Stored dataset items:
· · · ·

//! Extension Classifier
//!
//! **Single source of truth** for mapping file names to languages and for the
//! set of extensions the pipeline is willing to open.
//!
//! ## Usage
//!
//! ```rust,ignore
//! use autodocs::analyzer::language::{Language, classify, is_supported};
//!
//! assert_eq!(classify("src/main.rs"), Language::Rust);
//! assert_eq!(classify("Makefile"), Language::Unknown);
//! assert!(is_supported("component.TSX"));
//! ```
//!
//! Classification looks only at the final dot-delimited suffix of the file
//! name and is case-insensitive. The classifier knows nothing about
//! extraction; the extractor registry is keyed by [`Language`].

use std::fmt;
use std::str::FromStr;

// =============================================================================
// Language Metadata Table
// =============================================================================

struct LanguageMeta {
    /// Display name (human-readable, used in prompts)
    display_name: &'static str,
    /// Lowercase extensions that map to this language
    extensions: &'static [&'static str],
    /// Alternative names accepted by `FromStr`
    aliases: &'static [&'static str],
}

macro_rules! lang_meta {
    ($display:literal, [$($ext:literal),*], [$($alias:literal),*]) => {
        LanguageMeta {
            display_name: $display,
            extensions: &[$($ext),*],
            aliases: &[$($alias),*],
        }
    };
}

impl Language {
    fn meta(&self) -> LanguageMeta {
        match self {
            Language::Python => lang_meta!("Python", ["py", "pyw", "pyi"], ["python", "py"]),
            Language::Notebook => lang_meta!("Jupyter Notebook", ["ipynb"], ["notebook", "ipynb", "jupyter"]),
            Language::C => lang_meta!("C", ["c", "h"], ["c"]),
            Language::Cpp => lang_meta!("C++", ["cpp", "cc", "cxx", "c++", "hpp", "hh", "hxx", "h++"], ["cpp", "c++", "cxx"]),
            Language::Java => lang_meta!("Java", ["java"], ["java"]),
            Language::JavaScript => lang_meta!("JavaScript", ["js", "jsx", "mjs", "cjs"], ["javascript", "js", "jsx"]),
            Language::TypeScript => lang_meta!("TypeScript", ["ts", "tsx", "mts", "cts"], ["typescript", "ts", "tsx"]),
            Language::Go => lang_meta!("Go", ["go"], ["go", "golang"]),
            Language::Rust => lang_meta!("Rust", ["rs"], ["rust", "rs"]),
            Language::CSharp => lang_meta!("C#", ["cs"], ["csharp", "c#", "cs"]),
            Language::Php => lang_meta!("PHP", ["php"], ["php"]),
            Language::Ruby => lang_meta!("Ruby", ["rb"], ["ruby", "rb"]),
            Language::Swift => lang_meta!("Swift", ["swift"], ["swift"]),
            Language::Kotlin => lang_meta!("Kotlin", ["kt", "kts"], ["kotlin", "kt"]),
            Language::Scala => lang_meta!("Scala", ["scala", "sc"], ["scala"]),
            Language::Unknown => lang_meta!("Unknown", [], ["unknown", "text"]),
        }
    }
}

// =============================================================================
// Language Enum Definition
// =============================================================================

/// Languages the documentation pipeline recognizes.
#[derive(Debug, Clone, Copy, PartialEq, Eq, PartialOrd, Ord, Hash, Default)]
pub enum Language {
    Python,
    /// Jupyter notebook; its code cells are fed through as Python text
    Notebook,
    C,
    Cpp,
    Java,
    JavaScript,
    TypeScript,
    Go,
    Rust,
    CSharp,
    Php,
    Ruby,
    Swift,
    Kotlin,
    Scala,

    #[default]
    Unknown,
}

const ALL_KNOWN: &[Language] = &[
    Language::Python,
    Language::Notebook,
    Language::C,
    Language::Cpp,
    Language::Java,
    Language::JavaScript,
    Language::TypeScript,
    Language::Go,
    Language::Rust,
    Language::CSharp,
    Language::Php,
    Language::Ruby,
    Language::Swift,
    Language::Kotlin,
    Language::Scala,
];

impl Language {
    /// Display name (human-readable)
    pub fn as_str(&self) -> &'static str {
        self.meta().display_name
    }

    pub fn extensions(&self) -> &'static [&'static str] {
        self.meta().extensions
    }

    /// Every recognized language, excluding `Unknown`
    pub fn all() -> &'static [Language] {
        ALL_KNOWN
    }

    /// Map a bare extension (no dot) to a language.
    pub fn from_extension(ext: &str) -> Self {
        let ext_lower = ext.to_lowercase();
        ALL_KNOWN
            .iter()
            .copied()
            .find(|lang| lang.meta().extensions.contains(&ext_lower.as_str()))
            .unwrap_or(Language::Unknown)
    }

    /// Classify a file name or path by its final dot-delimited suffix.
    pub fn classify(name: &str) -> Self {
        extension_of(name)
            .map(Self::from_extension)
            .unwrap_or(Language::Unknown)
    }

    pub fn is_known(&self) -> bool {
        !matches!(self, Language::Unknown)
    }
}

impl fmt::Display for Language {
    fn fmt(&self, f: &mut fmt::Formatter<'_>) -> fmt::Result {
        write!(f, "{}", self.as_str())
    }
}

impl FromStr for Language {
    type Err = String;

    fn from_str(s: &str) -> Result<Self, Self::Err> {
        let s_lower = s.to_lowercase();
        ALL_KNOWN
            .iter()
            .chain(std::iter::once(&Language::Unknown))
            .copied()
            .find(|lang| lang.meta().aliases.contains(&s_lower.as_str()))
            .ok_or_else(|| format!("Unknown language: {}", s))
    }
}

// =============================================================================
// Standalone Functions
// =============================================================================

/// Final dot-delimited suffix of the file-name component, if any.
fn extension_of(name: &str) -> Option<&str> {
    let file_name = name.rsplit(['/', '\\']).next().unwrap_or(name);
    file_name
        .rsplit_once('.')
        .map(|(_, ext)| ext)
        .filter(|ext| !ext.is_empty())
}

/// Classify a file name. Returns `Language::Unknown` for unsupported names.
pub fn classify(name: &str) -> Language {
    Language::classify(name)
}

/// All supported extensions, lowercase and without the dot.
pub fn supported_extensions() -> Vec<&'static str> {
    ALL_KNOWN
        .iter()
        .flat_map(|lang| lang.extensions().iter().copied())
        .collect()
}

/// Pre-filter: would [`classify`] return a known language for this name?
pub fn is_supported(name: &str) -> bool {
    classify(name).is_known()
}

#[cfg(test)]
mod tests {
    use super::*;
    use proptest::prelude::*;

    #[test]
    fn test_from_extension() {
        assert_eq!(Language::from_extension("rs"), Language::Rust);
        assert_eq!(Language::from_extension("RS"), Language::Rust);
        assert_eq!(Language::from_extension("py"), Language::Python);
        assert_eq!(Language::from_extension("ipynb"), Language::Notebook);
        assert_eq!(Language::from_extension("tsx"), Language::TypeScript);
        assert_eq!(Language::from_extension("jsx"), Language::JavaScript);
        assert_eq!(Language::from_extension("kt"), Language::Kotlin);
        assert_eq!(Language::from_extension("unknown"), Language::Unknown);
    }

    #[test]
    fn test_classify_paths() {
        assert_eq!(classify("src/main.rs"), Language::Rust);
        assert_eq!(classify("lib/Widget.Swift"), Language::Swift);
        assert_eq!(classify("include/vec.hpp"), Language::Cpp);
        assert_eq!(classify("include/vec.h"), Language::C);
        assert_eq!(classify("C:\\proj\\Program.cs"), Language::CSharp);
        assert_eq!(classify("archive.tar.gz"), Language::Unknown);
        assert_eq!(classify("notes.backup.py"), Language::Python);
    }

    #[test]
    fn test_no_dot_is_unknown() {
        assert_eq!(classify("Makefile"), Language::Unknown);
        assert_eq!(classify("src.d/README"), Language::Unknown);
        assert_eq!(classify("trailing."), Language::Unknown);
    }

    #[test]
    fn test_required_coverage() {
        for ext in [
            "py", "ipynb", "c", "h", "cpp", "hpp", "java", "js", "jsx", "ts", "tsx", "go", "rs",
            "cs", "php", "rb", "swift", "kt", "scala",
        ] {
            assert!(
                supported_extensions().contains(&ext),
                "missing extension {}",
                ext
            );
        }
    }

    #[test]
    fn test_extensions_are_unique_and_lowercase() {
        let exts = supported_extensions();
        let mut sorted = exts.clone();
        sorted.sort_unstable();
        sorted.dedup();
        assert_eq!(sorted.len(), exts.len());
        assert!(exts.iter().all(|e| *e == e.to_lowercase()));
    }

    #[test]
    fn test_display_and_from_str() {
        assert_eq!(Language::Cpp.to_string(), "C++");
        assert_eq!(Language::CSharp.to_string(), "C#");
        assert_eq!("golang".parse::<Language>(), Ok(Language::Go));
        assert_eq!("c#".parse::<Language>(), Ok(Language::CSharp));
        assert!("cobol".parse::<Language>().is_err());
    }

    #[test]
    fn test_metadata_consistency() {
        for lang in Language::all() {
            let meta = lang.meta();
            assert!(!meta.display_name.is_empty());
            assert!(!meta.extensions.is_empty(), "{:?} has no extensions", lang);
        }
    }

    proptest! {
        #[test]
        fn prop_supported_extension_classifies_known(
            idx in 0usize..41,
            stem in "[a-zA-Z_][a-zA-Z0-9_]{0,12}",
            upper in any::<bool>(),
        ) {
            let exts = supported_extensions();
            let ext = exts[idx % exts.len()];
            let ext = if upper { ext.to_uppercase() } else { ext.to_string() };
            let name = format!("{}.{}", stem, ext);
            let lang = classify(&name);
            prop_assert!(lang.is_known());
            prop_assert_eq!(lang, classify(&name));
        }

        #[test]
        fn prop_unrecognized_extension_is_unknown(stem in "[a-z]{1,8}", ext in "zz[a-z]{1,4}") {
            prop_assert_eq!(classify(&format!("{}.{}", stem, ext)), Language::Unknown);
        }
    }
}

· · · ·

Only the lines from the beginning of the entries through the line bearing "Language Metadata Table" should be returned, each exactly as written.

● Answer
//! Extension Classifier
//!
//! **Single source of truth** for mapping file names to languages and for the
//! set of extensions the pipeline is willing to open.
//!
//! ## Usage
//!
//! ```rust,ignore
//! use autodocs::analyzer::language::{Language, classify, is_supported};
//!
//! assert_eq!(classify("src/main.rs"), Language::Rust);
//! assert_eq!(classify("Makefile"), Language::Unknown);
//! assert!(is_supported("component.TSX"));
//! ```
//!
//! Classification looks only at the final dot-delimited suffix of the file
//! name and is case-insensitive. The classifier knows nothing about
//! extraction; the extractor registry is keyed by [`Language`].

use std::fmt;
use std::str::FromStr;

// =============================================================================
// Language Metadata Table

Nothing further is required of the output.